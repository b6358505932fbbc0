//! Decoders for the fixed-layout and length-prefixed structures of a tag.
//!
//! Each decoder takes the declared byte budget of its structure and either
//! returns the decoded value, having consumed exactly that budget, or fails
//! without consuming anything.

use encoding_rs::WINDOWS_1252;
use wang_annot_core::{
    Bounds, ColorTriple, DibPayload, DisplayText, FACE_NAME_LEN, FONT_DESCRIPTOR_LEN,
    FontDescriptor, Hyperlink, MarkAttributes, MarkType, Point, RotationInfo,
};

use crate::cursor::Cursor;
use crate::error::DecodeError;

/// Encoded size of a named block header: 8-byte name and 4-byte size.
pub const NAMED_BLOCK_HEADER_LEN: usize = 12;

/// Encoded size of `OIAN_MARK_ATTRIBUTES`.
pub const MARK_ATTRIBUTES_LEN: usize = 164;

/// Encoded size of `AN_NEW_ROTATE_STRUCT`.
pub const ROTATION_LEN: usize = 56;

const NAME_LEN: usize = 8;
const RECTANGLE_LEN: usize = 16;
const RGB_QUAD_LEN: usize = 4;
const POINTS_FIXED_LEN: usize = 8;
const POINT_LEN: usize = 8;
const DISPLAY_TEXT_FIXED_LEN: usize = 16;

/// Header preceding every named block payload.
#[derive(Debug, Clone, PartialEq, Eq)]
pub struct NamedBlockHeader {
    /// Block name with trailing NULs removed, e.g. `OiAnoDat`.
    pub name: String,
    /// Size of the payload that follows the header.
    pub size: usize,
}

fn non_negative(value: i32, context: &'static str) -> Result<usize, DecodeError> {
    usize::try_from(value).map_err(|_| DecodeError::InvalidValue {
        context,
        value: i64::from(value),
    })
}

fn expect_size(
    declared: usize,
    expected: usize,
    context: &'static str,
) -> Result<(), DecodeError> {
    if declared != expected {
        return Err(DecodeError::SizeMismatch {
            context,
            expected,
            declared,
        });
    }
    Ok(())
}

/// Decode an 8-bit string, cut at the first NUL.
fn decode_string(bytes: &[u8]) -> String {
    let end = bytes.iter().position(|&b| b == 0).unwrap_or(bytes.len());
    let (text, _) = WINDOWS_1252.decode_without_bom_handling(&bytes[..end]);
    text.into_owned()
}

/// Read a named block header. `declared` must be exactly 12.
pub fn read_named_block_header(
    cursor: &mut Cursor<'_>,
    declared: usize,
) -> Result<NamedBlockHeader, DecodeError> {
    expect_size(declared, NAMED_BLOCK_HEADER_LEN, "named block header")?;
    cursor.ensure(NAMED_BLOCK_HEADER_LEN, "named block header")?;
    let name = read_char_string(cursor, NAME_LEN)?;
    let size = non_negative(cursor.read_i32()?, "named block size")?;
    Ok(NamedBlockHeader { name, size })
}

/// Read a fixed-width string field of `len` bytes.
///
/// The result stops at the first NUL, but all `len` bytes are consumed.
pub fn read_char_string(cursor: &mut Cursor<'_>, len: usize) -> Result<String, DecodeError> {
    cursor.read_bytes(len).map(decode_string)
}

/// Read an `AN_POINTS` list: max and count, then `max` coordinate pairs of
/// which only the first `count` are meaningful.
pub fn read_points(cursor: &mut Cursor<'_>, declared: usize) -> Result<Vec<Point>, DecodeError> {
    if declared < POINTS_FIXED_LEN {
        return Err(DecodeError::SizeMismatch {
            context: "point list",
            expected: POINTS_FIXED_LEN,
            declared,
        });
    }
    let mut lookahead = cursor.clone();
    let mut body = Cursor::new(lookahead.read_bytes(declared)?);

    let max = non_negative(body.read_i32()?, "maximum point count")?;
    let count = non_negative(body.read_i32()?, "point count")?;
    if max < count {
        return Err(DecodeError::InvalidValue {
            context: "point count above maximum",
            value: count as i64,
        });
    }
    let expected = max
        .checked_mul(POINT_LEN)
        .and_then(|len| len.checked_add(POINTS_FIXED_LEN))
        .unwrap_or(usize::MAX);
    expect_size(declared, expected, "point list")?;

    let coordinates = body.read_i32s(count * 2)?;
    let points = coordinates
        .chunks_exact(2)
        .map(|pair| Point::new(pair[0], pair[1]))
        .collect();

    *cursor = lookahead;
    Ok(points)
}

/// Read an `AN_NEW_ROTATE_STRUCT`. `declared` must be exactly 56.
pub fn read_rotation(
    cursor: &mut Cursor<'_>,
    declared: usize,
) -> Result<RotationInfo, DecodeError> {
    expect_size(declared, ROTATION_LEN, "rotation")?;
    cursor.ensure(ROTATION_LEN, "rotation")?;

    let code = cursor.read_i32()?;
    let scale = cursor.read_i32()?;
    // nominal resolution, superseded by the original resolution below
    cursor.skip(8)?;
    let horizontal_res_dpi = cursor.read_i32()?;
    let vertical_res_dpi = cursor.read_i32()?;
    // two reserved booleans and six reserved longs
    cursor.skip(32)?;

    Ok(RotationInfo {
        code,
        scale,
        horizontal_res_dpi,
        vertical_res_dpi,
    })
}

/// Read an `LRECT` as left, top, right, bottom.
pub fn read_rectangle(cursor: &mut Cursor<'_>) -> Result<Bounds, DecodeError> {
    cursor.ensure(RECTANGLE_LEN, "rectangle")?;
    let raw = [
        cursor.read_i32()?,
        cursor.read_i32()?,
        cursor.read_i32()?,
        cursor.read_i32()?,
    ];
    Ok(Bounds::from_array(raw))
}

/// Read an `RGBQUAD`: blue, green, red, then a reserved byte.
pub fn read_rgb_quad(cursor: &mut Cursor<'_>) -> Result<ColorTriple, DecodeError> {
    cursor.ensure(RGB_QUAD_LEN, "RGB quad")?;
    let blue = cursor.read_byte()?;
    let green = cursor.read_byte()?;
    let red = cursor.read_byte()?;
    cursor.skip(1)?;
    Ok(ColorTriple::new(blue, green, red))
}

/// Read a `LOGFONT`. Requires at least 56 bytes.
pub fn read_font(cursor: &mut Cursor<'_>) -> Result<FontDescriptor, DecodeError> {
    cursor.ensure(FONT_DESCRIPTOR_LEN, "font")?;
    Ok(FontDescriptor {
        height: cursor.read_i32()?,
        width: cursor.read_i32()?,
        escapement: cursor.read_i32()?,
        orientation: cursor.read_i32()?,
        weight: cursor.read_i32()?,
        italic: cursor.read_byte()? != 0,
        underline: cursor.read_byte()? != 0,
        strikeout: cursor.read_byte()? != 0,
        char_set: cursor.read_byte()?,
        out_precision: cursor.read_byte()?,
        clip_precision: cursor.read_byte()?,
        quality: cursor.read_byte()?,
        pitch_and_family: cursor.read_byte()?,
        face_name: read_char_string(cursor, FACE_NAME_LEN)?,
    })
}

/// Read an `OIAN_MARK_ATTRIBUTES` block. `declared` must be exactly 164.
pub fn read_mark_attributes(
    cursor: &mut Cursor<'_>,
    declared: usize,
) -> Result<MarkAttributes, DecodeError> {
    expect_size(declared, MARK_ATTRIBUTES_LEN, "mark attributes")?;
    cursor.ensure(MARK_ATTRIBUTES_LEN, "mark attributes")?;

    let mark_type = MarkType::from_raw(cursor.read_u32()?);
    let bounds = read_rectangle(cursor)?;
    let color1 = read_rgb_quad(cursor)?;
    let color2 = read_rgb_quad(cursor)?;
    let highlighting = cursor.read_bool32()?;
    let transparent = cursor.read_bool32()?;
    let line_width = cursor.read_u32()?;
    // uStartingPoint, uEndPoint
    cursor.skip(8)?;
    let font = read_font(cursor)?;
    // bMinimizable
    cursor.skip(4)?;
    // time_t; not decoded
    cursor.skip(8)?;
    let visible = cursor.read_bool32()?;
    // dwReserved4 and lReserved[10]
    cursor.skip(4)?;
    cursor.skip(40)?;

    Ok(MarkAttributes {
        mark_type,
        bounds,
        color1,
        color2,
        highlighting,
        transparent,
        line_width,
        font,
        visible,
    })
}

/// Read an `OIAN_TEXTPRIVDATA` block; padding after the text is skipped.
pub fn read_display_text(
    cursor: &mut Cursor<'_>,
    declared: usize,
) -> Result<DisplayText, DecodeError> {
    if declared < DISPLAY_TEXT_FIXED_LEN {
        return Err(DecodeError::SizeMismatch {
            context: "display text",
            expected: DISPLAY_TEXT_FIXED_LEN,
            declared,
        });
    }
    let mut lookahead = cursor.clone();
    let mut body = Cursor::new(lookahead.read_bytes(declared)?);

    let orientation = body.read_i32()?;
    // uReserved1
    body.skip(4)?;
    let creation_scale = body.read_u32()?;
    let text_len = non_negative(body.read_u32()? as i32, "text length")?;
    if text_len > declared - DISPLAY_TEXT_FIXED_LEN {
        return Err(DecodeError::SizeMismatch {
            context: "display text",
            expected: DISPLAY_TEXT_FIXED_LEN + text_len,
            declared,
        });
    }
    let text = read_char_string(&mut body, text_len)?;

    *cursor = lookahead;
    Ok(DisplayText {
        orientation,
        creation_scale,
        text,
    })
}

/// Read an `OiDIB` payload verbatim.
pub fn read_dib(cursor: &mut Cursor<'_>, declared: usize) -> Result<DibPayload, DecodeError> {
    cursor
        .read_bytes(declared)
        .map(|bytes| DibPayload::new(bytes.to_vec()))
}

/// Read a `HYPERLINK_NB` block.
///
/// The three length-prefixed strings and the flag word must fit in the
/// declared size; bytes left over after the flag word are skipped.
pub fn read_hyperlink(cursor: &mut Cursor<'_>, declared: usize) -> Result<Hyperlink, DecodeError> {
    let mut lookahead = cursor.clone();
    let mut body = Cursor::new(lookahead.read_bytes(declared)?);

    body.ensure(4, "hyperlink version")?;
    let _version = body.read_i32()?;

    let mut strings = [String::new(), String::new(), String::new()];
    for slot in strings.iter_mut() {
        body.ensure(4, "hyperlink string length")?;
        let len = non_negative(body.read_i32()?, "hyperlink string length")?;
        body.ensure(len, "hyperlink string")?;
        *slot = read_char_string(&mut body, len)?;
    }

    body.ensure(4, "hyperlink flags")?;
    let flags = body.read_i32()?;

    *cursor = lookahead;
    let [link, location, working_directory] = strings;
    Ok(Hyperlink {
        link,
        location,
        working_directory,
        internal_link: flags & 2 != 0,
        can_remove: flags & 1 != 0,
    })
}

> [Directions for this task]: Retype the portion of the data above that starts on the line with "pub fn read_char_string(cursor: &mut" and finishes on the line with "let points = coordinates", including both of those lines.

> [Answer space]:
pub fn read_char_string(cursor: &mut Cursor<'_>, len: usize) -> Result<String, DecodeError> {
    cursor.read_bytes(len).map(decode_string)
}

/// Read an `AN_POINTS` list: max and count, then `max` coordinate pairs of
/// which only the first `count` are meaningful.
pub fn read_points(cursor: &mut Cursor<'_>, declared: usize) -> Result<Vec<Point>, DecodeError> {
    if declared < POINTS_FIXED_LEN {
        return Err(DecodeError::SizeMismatch {
            context: "point list",
            expected: POINTS_FIXED_LEN,
            declared,
        });
    }
    let mut lookahead = cursor.clone();
    let mut body = Cursor::new(lookahead.read_bytes(declared)?);

    let max = non_negative(body.read_i32()?, "maximum point count")?;
    let count = non_negative(body.read_i32()?, "point count")?;
    if max < count {
        return Err(DecodeError::InvalidValue {
            context: "point count above maximum",
            value: count as i64,
        });
    }
    let expected = max
        .checked_mul(POINT_LEN)
        .and_then(|len| len.checked_add(POINTS_FIXED_LEN))
        .unwrap_or(usize::MAX);
    expect_size(declared, expected, "point list")?;

    let coordinates = body.read_i32s(count * 2)?;
    let points = coordinates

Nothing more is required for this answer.